By Charlene Muhammad CHARLENEM
Sacramento Police have instituted a new foot pursuit policy stemming from the fatal shooting of unarmed, Stephon Clark, a young Black man.
The policy, effective July 26, mandates officers assess and evaluate risks to safety for themselves, the public, and fleeing suspects when determining whether a foot pursuit should be initiated, continued, or stopped. If pursuing officers or supervisors determine the risks outweigh the need for arrests, then the foot pursuits should be terminated.
Officers Terrence Mercadal and Jared Robinet fired 20 shots at Mr. Clark, a 23-year-old father of two after chasing him through his neighborhood and into his grandparents’ yard. Police said they were responding to a 911 call that someone was breaking into cars.
Officers bullets struck Mr. Clark eight times, all from behind, according to Dr. Bennett Omalu, a forensic pathologist and neuropathologist hired by family attorneys to perform an independent autopsy.
Police said they believed Mr. Clark was pointing a firearm at them and feared for their safety the evening of March 18. Police claimed he had a toolbar. He was found with just a cell phone near his body. His death sparked protests and unrest in Sacramento and other cities.
The new foot pursuit policy is receiving mixed reviews.
“It’s a small measure of justice, however we have much further to go to try to prevent future tragic killings of unarmed Black men carrying cell phones,” stated national civil rights lawyer Benjamin Crump, who represents the family of Stephon Clark.
Officers initiating a foot pursuit must activate their body cameras, broadcast their unit ID, and state that a foot chase has been started. They must share their location, direction of travel, number of suspects, any descriptions, whether suspects have weapons, and why police are giving chasing. They must also identify themselves as police officers and order suspects to stop.
The new policy says officers won’t be disciplined or penalized for not initiating, engaging in, or terminating a foot pursuit if they feel the risk of pursuing outweighs the need for apprehension.
The Final Call’s request for an interview with Sacramento Police Chief Daniel Hahn was not answered. However, the Sacramento Police Department Media Unit responded via email: “Prior to this policy going into effect there was no written foot pursuit policy, now there is a written order to give officers guidance when engaging in a foot pursuit.”
In interviews with various local news outlets, Chief Hahn said he doesn’t know if the new policy would have changed anything the night Stephon Clark died, but the investigation is still ongoing.
“What good is a policy with no repercussions for violating it? It’s all symbolic,” posted Black Lives Matter Sacramento on the group’s Facebook Page.

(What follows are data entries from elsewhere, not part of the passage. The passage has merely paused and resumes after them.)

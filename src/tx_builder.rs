//! tx_builder.rs
//! Assembles v0 transactions from encoded instructions.
//! - prepends compute budget instructions from config
//! - compiles against a caller-supplied blockhash (no network access here)
//! - signs with the wallet in the fee payer's signature slot

use serde::Deserialize;
use solana_sdk::{
    compute_budget::ComputeBudgetInstruction,
    hash::Hash,
    instruction::Instruction,
    message::{v0::Message as MessageV0, VersionedMessage},
    pubkey::Pubkey,
    signature::Signature,
    transaction::VersionedTransaction,
};
use thiserror::Error;
use tracing::debug;

use crate::wallet::Wallet;

/// Runtime ceiling on compute units per transaction.
pub const MAX_COMPUTE_UNIT_LIMIT: u32 = 1_400_000;

#[derive(Debug, Clone, Default, PartialEq, Eq, Deserialize)]
#[serde(default)]
pub struct TransactionConfig {
    /// Compute unit limit for the transaction; 0 leaves the runtime default.
    pub compute_unit_limit: u32,
    /// Compute unit price in micro-lamports per CU; 0 adds no priority fee.
    pub compute_unit_price_micro_lamports: u64,
}

impl TransactionConfig {
    pub fn validate(&self) -> Result<(), BuildError> {
        if self.compute_unit_limit > MAX_COMPUTE_UNIT_LIMIT {
            return Err(BuildError::ConfigValidation(format!(
                "compute_unit_limit must be <= {MAX_COMPUTE_UNIT_LIMIT}"
            )));
        }
        Ok(())
    }

    fn budget_instructions(&self) -> Vec<Instruction> {
        let mut ixs = Vec::with_capacity(2);
        if self.compute_unit_limit > 0 {
            ixs.push(ComputeBudgetInstruction::set_compute_unit_limit(
                self.compute_unit_limit,
            ));
        }
        if self.compute_unit_price_micro_lamports > 0 {
            ixs.push(ComputeBudgetInstruction::set_compute_unit_price(
                self.compute_unit_price_micro_lamports,
            ));
        }
        ixs
    }
}

#[derive(Debug, Error)]
pub enum BuildError {
    #[error("Configuration validation failed: {0}")]
    ConfigValidation(String),
    #[error("transaction has no instructions")]
    EmptyInstructions,
    #[error("Failed to compile message: {0}")]
    Compile(String),
    #[error("signer {0} is not a required signer of this message")]
    MissingSigner(Pubkey),
}

#[derive(Debug, Clone, Default)]
pub struct TransactionBuilder {
    config: TransactionConfig,
}

impl TransactionBuilder {
    pub fn new(config: TransactionConfig) -> Result<Self, BuildError> {
        config.validate()?;
        Ok(Self { config })
    }

    /// Compile an unsigned v0 transaction. Signature slots are filled with defaults.
    pub fn build(
        &self,
        instructions: &[Instruction],
        payer: &Pubkey,
        recent_blockhash: Hash,
    ) -> Result<VersionedTransaction, BuildError> {
        if instructions.is_empty() {
            return Err(BuildError::EmptyInstructions);
        }

        let mut all = self.config.budget_instructions();
        all.extend_from_slice(instructions);

        let message = MessageV0::try_compile(payer, &all, &[], recent_blockhash)
            .map_err(|e| BuildError::Compile(e.to_string()))?;
        let message = VersionedMessage::V0(message);
        let required = message.header().num_required_signatures as usize;

        debug!(
            payer = %payer,
            instructions = all.len(),
            blockhash = %recent_blockhash,
            "transaction compiled"
        );

        Ok(VersionedTransaction {
            signatures: vec![Signature::default(); required],
            message,
        })
    }

    /// Place the wallet's signature in its slot. Other slots are left untouched.
    pub fn sign(
        &self,
        mut tx: VersionedTransaction,
        wallet: &Wallet,
    ) -> Result<VersionedTransaction, BuildError> {
        let signer = wallet.pubkey();
        let required = tx.message.header().num_required_signatures as usize;
        let index = tx.message.static_account_keys()[..required]
            .iter()
            .position(|k| *k == signer)
            .ok_or(BuildError::MissingSigner(signer))?;

        if tx.signatures.len() != required {
            tx.signatures.resize(required, Signature::default());
        }
        tx.signatures[index] = wallet.sign_message(&tx.message.serialize());
        Ok(tx)
    }
}
//! Keypair store.
//!
//! The on-disk format is JSON with base58 strings:
//! `{"publicKey": "<32-byte key>", "privateKey": "<64-byte keypair>"}`.

use serde::{Deserialize, Serialize};
use solana_sdk::{
    pubkey::Pubkey,
    signature::{Keypair, Signature},
    signer::Signer,
};
use std::path::Path;
use std::str::FromStr;
use thiserror::Error;

#[derive(Debug, Error)]
pub enum WalletError {
    #[error("wallet io: {0}")]
    Io(#[from] std::io::Error),
    #[error("wallet file is not valid JSON: {0}")]
    Json(#[from] serde_json::Error),
    #[error("invalid key material: {0}")]
    InvalidKey(String),
    #[error("public key {stored} does not match private key (derives {derived})")]
    Mismatch { stored: Pubkey, derived: Pubkey },
}

#[derive(Serialize, Deserialize)]
#[serde(rename_all = "camelCase")]
struct WalletFile {
    public_key: String,
    private_key: String,
}

/// Signing identity shared read-only by every strategy.
pub struct Wallet {
    keypair: Keypair,
}

impl std::fmt::Debug for Wallet {
    fn fmt(&self, f: &mut std::fmt::Formatter<'_>) -> std::fmt::Result {
        f.debug_struct("Wallet")
            .field("public_key", &self.keypair.pubkey())
            .finish_non_exhaustive()
    }
}

impl Wallet {
    pub fn generate() -> Self {
        Self {
            keypair: Keypair::new(),
        }
    }

    pub fn from_keypair(keypair: Keypair) -> Self {
        Self { keypair }
    }

    pub fn pubkey(&self) -> Pubkey {
        self.keypair.pubkey()
    }

    pub fn sign_message(&self, message: &[u8]) -> Signature {
        self.keypair.sign_message(message)
    }

    pub fn load(path: impl AsRef<Path>) -> Result<Self, WalletError> {
        let raw = std::fs::read_to_string(path.as_ref())?;
        let file: WalletFile = serde_json::from_str(&raw)?;

        let secret = bs58::decode(&file.private_key)
            .into_vec()
            .map_err(|e| WalletError::InvalidKey(format!("private key: {e}")))?;
        let keypair = Keypair::try_from(secret.as_slice())
            .map_err(|e| WalletError::InvalidKey(format!("private key: {e}")))?;

        let stored = Pubkey::from_str(&file.public_key)
            .map_err(|e| WalletError::InvalidKey(format!("public key: {e}")))?;
        let derived = keypair.pubkey();
        if stored != derived {
            return Err(WalletError::Mismatch { stored, derived });
        }

        Ok(Self { keypair })
    }

    /// Write the wallet as JSON, readable by the owner only.
    pub fn save(&self, path: impl AsRef<Path>) -> Result<(), WalletError> {
        let file = WalletFile {
            public_key: self.pubkey().to_string(),
            private_key: bs58::encode(self.keypair.to_bytes()).into_string(),
        };
        let json = serde_json::to_vec_pretty(&file)?;
        write_private(path.as_ref(), &json)?;
        Ok(())
    }
}

#[cfg(unix)]
fn write_private(path: &Path, contents: &[u8]) -> std::io::Result<()> {
    use std::io::Write;
    use std::os::unix::fs::{OpenOptionsExt, PermissionsExt};

    let mut file = std::fs::OpenOptions::new()
        .write(true)
        .create(true)
        .truncate(true)
        .mode(0o600)
        .open(path)?;
    // `mode` only applies on creation.
    file.set_permissions(std::fs::Permissions::from_mode(0o600))?;
    file.write_all(contents)
}

#[cfg(not(unix))]
fn write_private(path: &Path, contents: &[u8]) -> std::io::Result<()> {
    std::fs::write(path, contents)
}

The group posted that the policy lacks enough grit to change the fact that race is a motivating factor when officers chase down suspects.
“We can’t stress enough this policy is like putting a bandage on a wound requiring surgery. Many cops with @SacPolice are often too lazy to use this kind of care. Shooting first and asking questions later is their comfort zone of control. Truth be told, the foundation of law enforcement is the problem, not whether or not to chase,” Black Lives Matter Sacramento posted on Twitter and Facebook in response to the policy.
Activists held a “Let’s Go See the D.A.” protest Aug. 15 at the district attorney’s office demanding that District Attorney Anne Marie Schubert press charges against the officers who shot Mr. Clark.
“Day 139 Since Stephon was Murdered. Still No Charges!” read their flyer promoting the event. Black Lives Matter has been demonstrating with the actions dubbed “Free BBQ at the D.A.’s” since March, right after the shooting.
The group confronted Terrence Mercadal, one of the officers who shot Mr. Clark by crashing his wedding and posted video from the disruption on its Facebook page.
“We’re not violent, and we’re not going to hurt anybody, but we are going to make them uncomfortable, and they should be uncomfortable, because somebody is dead,” Tanya Faison, Black Lives Matter Sacramento founder, told a CBS reporter.
Ms. Faison said protestors, seen questioning the cop and his groomsmen seated around a table in the video, did not go too far, and that Mr. Mercadal would remember the day for the rest of his life.
“Stephon Clark’s family is still mourning and suffering. He doesn’t get to be with his kids anymore. He doesn’t get to live his life or get married,” Ms. Faison said.